**EXERCISE GOAL:** Pick out and copy every line below that has the word "RunContext".

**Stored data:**
______________________________

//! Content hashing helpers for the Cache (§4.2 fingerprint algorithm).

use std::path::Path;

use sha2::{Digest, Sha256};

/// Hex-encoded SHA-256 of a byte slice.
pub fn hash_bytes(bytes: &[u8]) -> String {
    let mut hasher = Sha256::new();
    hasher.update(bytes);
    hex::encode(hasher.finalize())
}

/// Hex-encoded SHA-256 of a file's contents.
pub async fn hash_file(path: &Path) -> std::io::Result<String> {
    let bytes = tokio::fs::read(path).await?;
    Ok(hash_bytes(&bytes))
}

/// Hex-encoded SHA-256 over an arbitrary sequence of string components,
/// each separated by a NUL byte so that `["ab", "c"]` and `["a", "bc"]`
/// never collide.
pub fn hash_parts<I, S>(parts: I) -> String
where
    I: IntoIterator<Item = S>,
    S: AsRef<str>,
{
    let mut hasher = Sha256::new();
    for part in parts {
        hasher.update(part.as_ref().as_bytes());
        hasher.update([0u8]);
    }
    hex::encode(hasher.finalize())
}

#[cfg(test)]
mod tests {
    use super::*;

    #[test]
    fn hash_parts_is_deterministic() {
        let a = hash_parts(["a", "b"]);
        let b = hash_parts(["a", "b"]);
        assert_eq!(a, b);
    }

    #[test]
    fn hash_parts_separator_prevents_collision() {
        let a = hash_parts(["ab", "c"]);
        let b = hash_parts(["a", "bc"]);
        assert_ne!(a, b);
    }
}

______________________________

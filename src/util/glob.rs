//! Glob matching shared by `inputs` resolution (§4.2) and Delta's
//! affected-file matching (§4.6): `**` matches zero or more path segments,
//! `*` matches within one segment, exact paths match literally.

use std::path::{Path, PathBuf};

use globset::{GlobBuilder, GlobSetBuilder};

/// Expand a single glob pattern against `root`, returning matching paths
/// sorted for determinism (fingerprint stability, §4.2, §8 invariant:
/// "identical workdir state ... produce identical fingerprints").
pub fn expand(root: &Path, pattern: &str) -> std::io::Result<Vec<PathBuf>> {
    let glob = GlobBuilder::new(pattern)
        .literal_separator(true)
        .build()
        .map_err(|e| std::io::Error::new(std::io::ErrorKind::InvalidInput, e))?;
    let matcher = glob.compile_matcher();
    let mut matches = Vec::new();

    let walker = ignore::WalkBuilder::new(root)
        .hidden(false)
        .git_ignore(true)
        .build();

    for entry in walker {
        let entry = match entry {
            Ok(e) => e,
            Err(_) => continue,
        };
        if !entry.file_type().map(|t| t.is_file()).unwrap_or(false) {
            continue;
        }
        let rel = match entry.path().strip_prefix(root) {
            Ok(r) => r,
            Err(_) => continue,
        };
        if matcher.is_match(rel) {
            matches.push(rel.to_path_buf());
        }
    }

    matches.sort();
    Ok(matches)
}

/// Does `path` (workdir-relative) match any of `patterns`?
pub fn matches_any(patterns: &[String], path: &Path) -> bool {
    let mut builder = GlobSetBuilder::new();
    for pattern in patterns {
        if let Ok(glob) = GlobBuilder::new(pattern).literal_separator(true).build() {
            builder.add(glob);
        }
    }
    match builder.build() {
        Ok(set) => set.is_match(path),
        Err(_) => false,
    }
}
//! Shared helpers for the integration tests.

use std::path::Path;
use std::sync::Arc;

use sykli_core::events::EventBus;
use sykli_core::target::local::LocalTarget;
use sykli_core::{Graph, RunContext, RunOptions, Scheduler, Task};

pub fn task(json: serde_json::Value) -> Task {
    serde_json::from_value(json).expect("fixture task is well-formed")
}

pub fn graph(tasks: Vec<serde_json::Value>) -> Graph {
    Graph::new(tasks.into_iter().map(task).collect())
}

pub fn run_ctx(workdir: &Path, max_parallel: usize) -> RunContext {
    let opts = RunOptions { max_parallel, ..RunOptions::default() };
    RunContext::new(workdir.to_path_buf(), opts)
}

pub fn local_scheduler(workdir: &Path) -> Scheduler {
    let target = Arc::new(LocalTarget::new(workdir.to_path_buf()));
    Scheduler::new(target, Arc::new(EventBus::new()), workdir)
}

______________________________

**TASK SOLUTION:**
use sykli_core::{Graph, RunContext, RunOptions, Scheduler, Task};
pub fn run_ctx(workdir: &Path, max_parallel: usize) -> RunContext {
    RunContext::new(workdir.to_path_buf(), opts)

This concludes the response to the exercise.